Collection entries
[Start of Attachment]

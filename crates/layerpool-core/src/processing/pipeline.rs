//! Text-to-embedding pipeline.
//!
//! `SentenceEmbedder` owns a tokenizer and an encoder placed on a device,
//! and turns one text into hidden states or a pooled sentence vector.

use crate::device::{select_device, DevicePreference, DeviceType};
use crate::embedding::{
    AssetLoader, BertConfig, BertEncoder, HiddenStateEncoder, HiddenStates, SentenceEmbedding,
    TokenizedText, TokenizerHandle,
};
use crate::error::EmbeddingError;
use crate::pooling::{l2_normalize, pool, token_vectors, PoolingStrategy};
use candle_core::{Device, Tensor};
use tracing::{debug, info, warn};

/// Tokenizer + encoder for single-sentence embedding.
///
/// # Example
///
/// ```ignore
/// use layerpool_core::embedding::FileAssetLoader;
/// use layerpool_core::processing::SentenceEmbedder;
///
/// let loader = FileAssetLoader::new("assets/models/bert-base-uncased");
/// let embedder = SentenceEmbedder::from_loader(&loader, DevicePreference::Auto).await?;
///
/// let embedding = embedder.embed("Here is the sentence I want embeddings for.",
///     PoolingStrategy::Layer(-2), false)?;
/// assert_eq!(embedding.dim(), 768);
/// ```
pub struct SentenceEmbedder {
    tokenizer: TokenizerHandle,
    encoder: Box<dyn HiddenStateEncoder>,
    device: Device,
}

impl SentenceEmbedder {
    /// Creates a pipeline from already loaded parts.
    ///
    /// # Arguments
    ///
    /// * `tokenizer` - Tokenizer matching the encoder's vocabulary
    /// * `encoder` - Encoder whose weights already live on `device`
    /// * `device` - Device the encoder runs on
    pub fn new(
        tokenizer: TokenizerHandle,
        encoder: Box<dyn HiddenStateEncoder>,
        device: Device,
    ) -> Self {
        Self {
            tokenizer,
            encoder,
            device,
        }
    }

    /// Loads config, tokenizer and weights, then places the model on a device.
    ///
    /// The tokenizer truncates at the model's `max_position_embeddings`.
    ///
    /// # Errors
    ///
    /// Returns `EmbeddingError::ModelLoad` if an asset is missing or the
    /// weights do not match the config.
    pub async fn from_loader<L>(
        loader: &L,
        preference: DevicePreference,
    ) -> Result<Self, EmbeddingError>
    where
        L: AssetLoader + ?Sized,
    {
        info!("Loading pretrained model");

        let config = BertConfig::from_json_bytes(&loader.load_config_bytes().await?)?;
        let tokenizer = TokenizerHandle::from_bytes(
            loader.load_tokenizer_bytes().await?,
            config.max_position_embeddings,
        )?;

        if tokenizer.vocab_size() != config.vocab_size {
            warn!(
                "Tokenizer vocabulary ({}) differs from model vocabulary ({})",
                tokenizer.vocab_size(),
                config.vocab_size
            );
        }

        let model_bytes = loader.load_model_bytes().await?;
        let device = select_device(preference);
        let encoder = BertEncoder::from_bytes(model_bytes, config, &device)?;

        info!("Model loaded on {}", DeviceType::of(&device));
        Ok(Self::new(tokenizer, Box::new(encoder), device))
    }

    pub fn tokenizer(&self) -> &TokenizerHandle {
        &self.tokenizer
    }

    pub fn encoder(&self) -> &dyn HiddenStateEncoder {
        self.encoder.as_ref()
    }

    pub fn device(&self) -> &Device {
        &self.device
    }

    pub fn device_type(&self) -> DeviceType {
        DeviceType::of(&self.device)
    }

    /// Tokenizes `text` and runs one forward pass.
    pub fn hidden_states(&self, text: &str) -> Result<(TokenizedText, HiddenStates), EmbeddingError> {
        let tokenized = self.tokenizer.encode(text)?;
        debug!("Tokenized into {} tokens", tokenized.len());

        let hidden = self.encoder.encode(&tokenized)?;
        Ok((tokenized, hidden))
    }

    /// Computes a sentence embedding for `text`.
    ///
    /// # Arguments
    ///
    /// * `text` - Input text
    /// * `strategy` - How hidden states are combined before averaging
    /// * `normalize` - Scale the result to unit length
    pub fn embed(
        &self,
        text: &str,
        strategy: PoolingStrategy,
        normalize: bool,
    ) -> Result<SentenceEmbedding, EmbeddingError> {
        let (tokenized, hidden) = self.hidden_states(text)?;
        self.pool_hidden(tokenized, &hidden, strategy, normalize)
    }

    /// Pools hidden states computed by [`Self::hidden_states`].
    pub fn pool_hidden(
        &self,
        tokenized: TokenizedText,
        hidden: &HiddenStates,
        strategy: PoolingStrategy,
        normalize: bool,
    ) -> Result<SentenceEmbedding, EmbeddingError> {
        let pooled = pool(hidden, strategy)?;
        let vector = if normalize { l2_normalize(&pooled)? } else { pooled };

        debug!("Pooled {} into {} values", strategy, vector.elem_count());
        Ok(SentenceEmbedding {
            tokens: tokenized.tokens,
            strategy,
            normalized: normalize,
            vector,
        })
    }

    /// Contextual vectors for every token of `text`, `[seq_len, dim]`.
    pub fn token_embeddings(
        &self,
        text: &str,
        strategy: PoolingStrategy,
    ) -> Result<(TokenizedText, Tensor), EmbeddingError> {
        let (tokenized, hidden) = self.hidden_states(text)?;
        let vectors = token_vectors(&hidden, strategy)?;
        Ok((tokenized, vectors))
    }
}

[End of Attachment]
[Start of Attachment]

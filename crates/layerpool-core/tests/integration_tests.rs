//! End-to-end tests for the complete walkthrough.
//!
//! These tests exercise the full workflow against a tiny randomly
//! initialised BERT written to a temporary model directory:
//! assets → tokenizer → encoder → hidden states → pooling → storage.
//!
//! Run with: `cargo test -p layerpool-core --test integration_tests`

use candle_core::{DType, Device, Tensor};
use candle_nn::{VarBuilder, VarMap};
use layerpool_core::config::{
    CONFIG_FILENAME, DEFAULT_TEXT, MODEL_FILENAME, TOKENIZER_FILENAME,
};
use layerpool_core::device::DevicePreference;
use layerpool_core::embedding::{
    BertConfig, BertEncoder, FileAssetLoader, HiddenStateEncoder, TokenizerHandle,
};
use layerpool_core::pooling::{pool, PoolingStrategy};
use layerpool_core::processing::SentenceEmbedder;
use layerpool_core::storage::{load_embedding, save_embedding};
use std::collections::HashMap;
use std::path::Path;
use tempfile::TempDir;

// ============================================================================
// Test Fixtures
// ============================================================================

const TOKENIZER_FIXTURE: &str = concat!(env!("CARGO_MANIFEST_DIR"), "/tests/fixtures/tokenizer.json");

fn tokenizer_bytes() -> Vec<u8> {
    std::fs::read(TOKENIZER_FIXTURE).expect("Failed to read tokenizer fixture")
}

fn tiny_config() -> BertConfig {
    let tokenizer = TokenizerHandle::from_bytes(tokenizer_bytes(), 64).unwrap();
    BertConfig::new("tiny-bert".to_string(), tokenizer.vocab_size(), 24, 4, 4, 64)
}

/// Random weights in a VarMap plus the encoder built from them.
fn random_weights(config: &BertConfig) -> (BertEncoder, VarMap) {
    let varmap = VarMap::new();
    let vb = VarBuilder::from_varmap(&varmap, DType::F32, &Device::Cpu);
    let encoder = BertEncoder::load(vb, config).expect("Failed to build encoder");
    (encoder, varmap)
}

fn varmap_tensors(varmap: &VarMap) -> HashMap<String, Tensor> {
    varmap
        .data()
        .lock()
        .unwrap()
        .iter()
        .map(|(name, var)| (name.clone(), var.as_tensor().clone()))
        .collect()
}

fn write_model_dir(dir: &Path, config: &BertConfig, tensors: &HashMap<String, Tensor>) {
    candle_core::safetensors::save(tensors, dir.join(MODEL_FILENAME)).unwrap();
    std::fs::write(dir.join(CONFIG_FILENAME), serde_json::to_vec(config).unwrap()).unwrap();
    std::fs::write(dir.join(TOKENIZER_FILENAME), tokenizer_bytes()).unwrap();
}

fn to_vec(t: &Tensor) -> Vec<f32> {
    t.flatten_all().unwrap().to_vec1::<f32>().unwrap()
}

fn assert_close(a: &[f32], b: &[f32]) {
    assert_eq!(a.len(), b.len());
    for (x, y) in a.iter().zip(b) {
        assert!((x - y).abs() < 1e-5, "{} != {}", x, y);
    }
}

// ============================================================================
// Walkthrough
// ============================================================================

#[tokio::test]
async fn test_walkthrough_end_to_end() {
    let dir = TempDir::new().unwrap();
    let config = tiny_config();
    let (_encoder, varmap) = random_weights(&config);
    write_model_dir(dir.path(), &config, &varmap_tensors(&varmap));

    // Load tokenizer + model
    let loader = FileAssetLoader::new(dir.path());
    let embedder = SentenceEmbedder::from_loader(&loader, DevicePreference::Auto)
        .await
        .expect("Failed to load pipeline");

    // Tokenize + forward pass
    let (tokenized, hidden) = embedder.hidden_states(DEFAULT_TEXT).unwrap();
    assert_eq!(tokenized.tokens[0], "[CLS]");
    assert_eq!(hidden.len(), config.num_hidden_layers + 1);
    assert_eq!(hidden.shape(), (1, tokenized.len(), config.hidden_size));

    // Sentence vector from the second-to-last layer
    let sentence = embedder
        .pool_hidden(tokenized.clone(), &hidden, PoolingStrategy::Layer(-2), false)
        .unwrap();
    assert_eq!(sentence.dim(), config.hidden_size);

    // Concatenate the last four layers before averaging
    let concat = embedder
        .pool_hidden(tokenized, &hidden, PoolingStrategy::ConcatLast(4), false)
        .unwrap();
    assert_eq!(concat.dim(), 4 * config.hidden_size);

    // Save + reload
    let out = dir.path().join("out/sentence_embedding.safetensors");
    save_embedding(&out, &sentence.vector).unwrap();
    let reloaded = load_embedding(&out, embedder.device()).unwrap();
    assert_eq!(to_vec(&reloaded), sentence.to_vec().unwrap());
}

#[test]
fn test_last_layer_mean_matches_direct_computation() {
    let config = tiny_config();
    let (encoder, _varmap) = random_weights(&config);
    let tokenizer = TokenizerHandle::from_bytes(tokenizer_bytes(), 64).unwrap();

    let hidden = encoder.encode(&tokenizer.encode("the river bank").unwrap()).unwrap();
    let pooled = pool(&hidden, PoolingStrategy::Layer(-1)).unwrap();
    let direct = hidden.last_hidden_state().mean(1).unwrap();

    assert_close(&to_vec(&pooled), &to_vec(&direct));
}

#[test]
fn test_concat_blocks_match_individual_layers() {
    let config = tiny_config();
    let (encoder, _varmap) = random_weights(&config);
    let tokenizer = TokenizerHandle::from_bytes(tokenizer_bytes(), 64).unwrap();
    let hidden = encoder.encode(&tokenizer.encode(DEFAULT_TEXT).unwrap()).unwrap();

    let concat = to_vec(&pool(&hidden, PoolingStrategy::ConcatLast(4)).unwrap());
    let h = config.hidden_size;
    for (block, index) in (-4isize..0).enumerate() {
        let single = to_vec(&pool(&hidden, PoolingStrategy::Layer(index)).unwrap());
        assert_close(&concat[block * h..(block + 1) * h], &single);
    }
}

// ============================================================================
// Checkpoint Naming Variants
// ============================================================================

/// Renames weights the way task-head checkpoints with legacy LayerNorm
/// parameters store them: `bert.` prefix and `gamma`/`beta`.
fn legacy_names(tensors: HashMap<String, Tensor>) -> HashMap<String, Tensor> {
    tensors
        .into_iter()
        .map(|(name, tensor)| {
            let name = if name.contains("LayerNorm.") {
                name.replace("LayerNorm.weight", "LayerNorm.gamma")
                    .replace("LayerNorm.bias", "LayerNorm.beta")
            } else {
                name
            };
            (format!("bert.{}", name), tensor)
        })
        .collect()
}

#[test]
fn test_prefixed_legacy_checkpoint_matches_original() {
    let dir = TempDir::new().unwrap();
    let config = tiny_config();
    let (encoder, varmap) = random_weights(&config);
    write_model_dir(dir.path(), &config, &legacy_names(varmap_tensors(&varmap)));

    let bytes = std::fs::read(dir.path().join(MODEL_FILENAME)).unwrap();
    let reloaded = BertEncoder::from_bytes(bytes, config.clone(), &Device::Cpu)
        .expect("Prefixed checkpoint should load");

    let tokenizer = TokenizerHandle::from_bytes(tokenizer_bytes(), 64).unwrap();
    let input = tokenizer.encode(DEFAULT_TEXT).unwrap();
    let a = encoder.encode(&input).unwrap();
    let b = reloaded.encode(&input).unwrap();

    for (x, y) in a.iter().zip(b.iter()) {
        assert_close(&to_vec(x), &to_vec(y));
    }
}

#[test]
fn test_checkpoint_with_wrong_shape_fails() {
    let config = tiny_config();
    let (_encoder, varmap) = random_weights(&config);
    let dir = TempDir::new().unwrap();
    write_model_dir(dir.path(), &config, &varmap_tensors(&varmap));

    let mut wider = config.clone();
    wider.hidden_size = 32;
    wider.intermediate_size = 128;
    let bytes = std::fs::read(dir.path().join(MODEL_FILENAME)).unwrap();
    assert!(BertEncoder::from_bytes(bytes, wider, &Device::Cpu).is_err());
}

[End of Attachment]
[Start of Attachment]

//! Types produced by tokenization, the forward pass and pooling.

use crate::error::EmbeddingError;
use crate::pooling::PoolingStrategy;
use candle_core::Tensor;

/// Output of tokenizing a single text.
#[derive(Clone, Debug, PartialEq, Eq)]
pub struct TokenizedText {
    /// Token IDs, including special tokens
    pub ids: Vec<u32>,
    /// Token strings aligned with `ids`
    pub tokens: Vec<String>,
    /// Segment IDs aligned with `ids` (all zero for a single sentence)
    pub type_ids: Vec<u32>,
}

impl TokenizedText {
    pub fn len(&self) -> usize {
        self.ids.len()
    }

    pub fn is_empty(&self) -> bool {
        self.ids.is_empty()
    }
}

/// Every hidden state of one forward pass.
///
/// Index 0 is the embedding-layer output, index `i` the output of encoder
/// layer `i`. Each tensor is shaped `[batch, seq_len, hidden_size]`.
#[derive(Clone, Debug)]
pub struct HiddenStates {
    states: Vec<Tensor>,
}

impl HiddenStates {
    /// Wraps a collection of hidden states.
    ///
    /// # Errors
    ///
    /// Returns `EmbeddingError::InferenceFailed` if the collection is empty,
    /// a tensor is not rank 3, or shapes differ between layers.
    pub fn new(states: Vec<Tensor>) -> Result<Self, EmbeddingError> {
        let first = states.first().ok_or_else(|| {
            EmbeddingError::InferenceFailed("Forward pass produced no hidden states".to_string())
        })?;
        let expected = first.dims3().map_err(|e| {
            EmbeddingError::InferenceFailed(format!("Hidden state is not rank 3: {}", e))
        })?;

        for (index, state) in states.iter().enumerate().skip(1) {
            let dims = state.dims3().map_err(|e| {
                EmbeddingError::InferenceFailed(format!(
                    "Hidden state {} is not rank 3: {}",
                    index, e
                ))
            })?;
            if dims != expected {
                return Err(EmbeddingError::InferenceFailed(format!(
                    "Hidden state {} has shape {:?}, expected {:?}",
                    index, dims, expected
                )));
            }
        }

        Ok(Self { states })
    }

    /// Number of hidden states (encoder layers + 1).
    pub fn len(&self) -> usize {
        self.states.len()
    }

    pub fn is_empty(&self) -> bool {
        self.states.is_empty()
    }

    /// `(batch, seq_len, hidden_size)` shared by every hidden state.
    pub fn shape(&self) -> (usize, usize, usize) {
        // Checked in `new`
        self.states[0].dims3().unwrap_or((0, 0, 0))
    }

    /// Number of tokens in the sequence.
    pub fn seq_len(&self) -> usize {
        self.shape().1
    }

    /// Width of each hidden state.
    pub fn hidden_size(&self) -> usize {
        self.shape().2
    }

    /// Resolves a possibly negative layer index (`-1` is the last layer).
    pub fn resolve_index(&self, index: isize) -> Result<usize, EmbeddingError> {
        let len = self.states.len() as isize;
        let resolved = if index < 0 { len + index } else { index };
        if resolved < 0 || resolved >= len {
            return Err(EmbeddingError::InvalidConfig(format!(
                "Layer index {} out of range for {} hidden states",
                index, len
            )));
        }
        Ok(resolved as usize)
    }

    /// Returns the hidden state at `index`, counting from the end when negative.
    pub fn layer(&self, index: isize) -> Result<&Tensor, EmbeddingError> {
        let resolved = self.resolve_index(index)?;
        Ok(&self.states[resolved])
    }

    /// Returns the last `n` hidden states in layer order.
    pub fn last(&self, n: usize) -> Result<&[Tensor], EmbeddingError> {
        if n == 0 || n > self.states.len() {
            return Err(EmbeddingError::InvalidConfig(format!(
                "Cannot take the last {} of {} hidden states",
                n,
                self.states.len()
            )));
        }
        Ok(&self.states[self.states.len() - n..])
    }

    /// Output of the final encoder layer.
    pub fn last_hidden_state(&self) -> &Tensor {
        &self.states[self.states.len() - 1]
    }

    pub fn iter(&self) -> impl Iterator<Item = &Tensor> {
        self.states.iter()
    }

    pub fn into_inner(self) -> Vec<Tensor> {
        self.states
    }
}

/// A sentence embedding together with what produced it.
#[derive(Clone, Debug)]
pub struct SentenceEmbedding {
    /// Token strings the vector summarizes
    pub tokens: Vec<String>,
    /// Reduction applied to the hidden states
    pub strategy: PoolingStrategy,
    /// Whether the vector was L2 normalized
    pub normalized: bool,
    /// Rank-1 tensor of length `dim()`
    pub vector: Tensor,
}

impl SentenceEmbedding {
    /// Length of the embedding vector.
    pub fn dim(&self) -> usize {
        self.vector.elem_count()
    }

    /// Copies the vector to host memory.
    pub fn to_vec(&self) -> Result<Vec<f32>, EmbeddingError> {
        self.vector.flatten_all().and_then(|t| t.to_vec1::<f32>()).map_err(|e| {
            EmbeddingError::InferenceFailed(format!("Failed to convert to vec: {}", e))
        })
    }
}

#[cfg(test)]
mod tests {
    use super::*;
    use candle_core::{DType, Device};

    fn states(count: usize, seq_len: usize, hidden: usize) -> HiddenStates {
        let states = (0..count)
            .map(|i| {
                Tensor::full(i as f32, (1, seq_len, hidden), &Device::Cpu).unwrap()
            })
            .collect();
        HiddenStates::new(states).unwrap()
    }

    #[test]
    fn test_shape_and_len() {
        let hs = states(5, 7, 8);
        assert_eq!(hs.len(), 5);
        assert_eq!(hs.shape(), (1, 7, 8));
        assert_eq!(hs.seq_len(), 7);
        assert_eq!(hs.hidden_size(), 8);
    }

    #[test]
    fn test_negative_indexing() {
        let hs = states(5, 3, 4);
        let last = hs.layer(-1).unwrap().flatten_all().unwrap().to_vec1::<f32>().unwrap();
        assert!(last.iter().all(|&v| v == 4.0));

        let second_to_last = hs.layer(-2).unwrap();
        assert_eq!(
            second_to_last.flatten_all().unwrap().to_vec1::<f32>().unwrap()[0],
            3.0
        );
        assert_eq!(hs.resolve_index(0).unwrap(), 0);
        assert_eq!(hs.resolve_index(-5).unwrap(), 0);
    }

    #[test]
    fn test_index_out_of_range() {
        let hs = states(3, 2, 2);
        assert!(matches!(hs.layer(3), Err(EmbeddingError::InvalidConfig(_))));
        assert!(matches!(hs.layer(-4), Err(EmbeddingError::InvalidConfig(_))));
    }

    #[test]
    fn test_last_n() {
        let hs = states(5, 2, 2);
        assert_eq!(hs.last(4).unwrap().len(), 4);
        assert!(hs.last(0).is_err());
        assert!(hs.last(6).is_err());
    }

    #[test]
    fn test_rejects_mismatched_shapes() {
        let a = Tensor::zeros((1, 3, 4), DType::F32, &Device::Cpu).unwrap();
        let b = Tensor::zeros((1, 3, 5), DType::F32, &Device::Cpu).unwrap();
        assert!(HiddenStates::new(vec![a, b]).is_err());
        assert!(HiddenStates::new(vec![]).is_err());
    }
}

[End of Attachment]

# PROBLEM TO SOLVE
After reading each line of the data, give only the number of lines that include the word "pipeline".

# TASK RESULT
4